Konuşmalar arasında 3 günlük dünya diyoruz ama tersini yapmaktan hiç vazgeçmiyoruz. Sosyal aktivitemiz huzur bozma, dedikodu yapma, keyif kaçırma, gıybet, mutluluğu bölme gibi itici eylemler yerini aldı. Hâlbuki dünyada hepimize yetecek kadar eğlence ve mutluluk verecek olan imkânlar var. Ekonomik sebepler her ne kadar "Neo klasik ekonomi düşüncesinden, epistemolojik bir kopuşu temsil eden, heteredoks yaklaşım olsada" hayata pozitif bakmamız gereken çok sebep var ve bunları görmemek için ısrar ediyoruz. Kaybetmek kolay kazanmak zordur sözüde bununla vurgulanabilir.
Gülümseyin, paylaşın, sağlıklı yiyin, egzersiz yapın, minnettar olun, olumlu düşünün, arkadaşlarınızla ve ailenizle biraz zaman geçirin, dikkatli olun, hayal edin, müzik dinleyin, teşekkür edin, rekabet edin, hayırsever olun. Mutluluk bulaşıcıdır. Basit bir gülümseme, bir yabancının gününü bile daha parlak hale getirebilir.". Yaşam koşullarını kabul edip, o yaşam koşullarında var olabilmek; boyun eğiş, teslim oluş; mistik bir felsefeyi savunmak, mistik yaşamı aklamak değildir. Var olan gerçeklerle yaşama yürümektir. Her daim zevk almaktır yaşamdan. Bir kuru ekmek bile zevkle yendiğinde, Bir demli çay zevkle içildiğinde mutlu eder insanı. Buna en büyük örnek ‘’AMPUTE MİLLi TAKIMIMIZ’’ Dünya Şampiyonu oldular. Onların bizlere armağan ettiği bu gurur ve mutluluğu kim inkar edebilir? Eli ayağı tutan her konuda şikâyetçi olan aciz insanların olduğu dünyada, insanüstü yetenek kazanmak için hayata dört elle sarılmış kimi terör, kimi doğuştan kimi ise trafik kazası sonucu yaşam koşulları değişmiş ve beklentileri para pul, şan şöhret olmayan yalnızca destek isteyen Ay Yıldızlı kahramanlarımızdır.

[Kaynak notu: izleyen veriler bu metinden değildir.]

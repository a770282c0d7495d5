//! Plain-text and CSV renderings of a dashboard view for the terminal.

use evcs_data::aggregate::ChartSeries;
use evcs_data::chart::ScatterChartSpec;
use evcs_data::map::MapSpec;
use evcs_data::session::DashboardView;
use evcs_data::table::{TableBody, TableView};
use std::fmt::Write as _;
use std::io::Write;

pub fn render_stats(view: &DashboardView) -> String {
    let cards = &view.cards;
    let mut out = String::new();
    let _ = writeln!(out, "Total sessions:   {}", cards.total_sessions);
    let _ = writeln!(out, "Total energy:     {}", cards.total_energy);
    let _ = writeln!(out, "Average rate:     {}", cards.avg_rate);
    let _ = writeln!(out, "Average duration: {}", cards.avg_duration);
    if let Some(at) = view.last_updated {
        let _ = writeln!(out, "Last updated:     {}", at.format("%H:%M:%S"));
    }
    out.push_str(&render_series(&view.series));
    out
}

fn render_series(series: &ChartSeries) -> String {
    let mut out = String::from("\nEnergy by time of day (kWh)\n");
    for bucket in &series.energy_by_time_of_day {
        let _ = writeln!(out, "  {:<12} {:>10.2}", bucket.label, bucket.value);
    }
    out.push_str("\nSessions by day of week\n");
    for bucket in &series.sessions_by_day_of_week {
        let _ = writeln!(out, "  {:<12} {:>10}", bucket.label, bucket.value);
    }
    out
}

/// Column-aligned text table.
pub fn render_table(table: &TableView) -> String {
    let rows: Vec<Vec<&str>> = match &table.body {
        TableBody::Rows(rows) => rows
            .iter()
            .map(|r| r.iter().map(|c| c.text.as_str()).collect())
            .collect(),
        TableBody::Error { message, .. } => return format!("{}\n", message),
    };

    let mut widths: Vec<usize> = table.headers.iter().map(|h| h.len()).collect();
    for row in &rows {
        for (i, cell) in row.iter().enumerate() {
            if let Some(w) = widths.get_mut(i) {
                *w = (*w).max(cell.len());
            }
        }
    }

    let line = |cells: Vec<&str>| -> String {
        cells
            .iter()
            .zip(&widths)
            .map(|(c, w)| format!("{:<width$}", c, width = *w))
            .collect::<Vec<_>>()
            .join("  ")
            .trim_end()
            .to_string()
    };

    let mut out = String::new();
    out.push_str(&line(table.headers.iter().map(String::as_str).collect()));
    out.push('\n');
    let rule: Vec<String> = widths.iter().map(|w| "-".repeat(*w)).collect();
    out.push_str(&line(rule.iter().map(String::as_str).collect()));
    out.push('\n');
    for row in rows {
        out.push_str(&line(row));
        out.push('\n');
    }
    out
}

/// Write the table as CSV with a header record.
pub fn write_table_csv<W: Write>(table: &TableView, writer: W) -> anyhow::Result<()> {
    let TableBody::Rows(rows) = &table.body else {
        anyhow::bail!("the session table could not be loaded");
    };
    let mut wtr = csv::Writer::from_writer(writer);
    wtr.write_record(&table.headers)?;
    for row in rows {
        wtr.write_record(row.iter().map(|c| c.text.as_str()))?;
    }
    wtr.flush()?;
    Ok(())
}

pub fn render_stations(map: &MapSpec) -> String {
    let mut out = String::new();
    let _ = writeln!(out, "{} marker(s)", map.markers.len());
    for marker in &map.markers {
        let _ = writeln!(
            out,
            "  {:>10.5} {:>10.5}  {:<6}  {} station(s)",
            marker.latitude,
            marker.longitude,
            serde_json::to_value(marker.color)
                .ok()
                .and_then(|v| v.as_str().map(str::to_string))
                .unwrap_or_default(),
            marker.label.as_deref().unwrap_or("1")
        );
    }
    if let Some(b) = map.fit_bounds {
        let _ = writeln!(
            out,
            "view: [{:.4}, {:.4}] - [{:.4}, {:.4}]",
            b.south, b.west, b.north, b.east
        );
    }
    out
}

pub fn render_clusters(spec: &ScatterChartSpec) -> String {
    let mut out = String::new();
    let _ = writeln!(out, "x: {}  y: {}", spec.x_label, spec.y_label);
    for dataset in &spec.datasets {
        let _ = writeln!(out, "  {:<12} {} point(s)", dataset.label, dataset.points.len());
    }
    out
}
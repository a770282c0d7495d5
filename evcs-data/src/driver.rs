//! Async passes running a [`Session`] against a [`DashboardApi`].
//!
//! Each pass runs to completion on the caller's task and suspends only at
//! the awaited fetches. The browser app drives the `Session` ticket methods
//! directly from its signal handlers; these helpers serve callers that can
//! hold the session across awaits (the CLI and tests).

use crate::cluster::SelectionError;
use crate::session::{Phase, Session};
use chrono::Local;
use evcs_model::{DashboardApi, UserFilter};

/// Full fetch-and-render sequence: dataset, user list, then the map.
///
/// The map is fetched even when the dataset fails, matching the independent
/// map reload of the page.
pub async fn load<A: DashboardApi>(api: &A, session: &mut Session) -> Phase {
    let ticket = session.begin_load();
    let dataset = api.get_info(None).await;
    session.complete_load(ticket, dataset, Local::now().time());

    let ticket = session.begin_users();
    let users = api.get_users().await;
    session.complete_users(ticket, users);

    reload_map(api, session).await;
    session.phase().clone()
}

/// The refresh button: the same sequence as the initial load, keeping the
/// current user filter.
pub async fn refresh<A: DashboardApi>(api: &A, session: &mut Session) -> Phase {
    load(api, session).await
}

/// Fetch stations for the current filter and redraw the map.
pub async fn reload_map<A: DashboardApi>(api: &A, session: &mut Session) {
    let filter = session.filter().clone();
    let ticket = session.begin_map_load();
    let stations = api.get_stations(&filter).await;
    session.complete_map(ticket, stations);
}

/// Apply a new user filter: table, stats and charts from the cache, then a
/// scoped map fetch. No dataset request is made.
pub async fn change_user<A: DashboardApi>(api: &A, session: &mut Session, filter: UserFilter) -> Phase {
    let ticket = session.select_user(filter.clone());
    let stations = api.get_stations(&filter).await;
    session.complete_map(ticket, stations);
    session.phase().clone()
}

/// Validate the feature pair and, if valid, fetch and draw the cluster view.
pub async fn classify<A: DashboardApi>(
    api: &A,
    session: &mut Session,
    feat1: &str,
    feat2: &str,
) -> Result<(), SelectionError> {
    let (ticket, request) = session.request_clusters(feat1, feat2)?;
    let result = api.classify(&request).await;
    session.complete_clusters(ticket, result);
    Ok(())
}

İnsanlar bulundukları şartları kabul ederek en üst zirvede mutluluğu yaşamak için mücadele ederken bizler sanırım teknolojiyi de bahane ederek yenidünyaya uyum sağlamaya çalışıyoruz ama beceremediğimiz için iki arada bir derede yaşayıp gidiyoruz. Ben yurt dışında yaşarken birkaç Türk arkadaşım ısrarla her gün Türk yemekleri, Türk usulü yemek istiyorlardı ve zaman zaman imkansız olan bu durumu kabullenmek istemeden yaşamaya çalışıyorlardı. Bizlerin Türk mutfağına olan düşkünlüğü tabiki tartışılmaz fakat başka bir ülkede bazen şartları o ülkeye göre ayarlamak ve ayak uydurmaya çalışmakta fayda vardır her zaman. Bunu anlatmak için ne kadar uğraşsam da 1-2 kişi dışında pek kurtarıcı olamadım boş yere bir gergin oluyorlar Türk usülü yapamadık malzeme bulamadık diye : ) halbuki sorun çok basit; olduğun şartları bulunduğun konumu kabullenmek!
Statüler gelir geçer, ekonomik sorunlar illaki düzelir, koltuk makam mevki illaki bir gün değişir bunları hayatımızın merkezi yapmadan yaşamak zorundayız. Her şeyden önce sağlıklı olmamız bizim için en büyük mutluluk kaynağıdır. Birbirimizi sevelim, sayalım ve değer verelim.
‘’Tabiki herkesi mutlu edemezsin çünkü pizza değilsin’’ ünlü düşünürümüzün sözüylede pekiştirmiş olalım.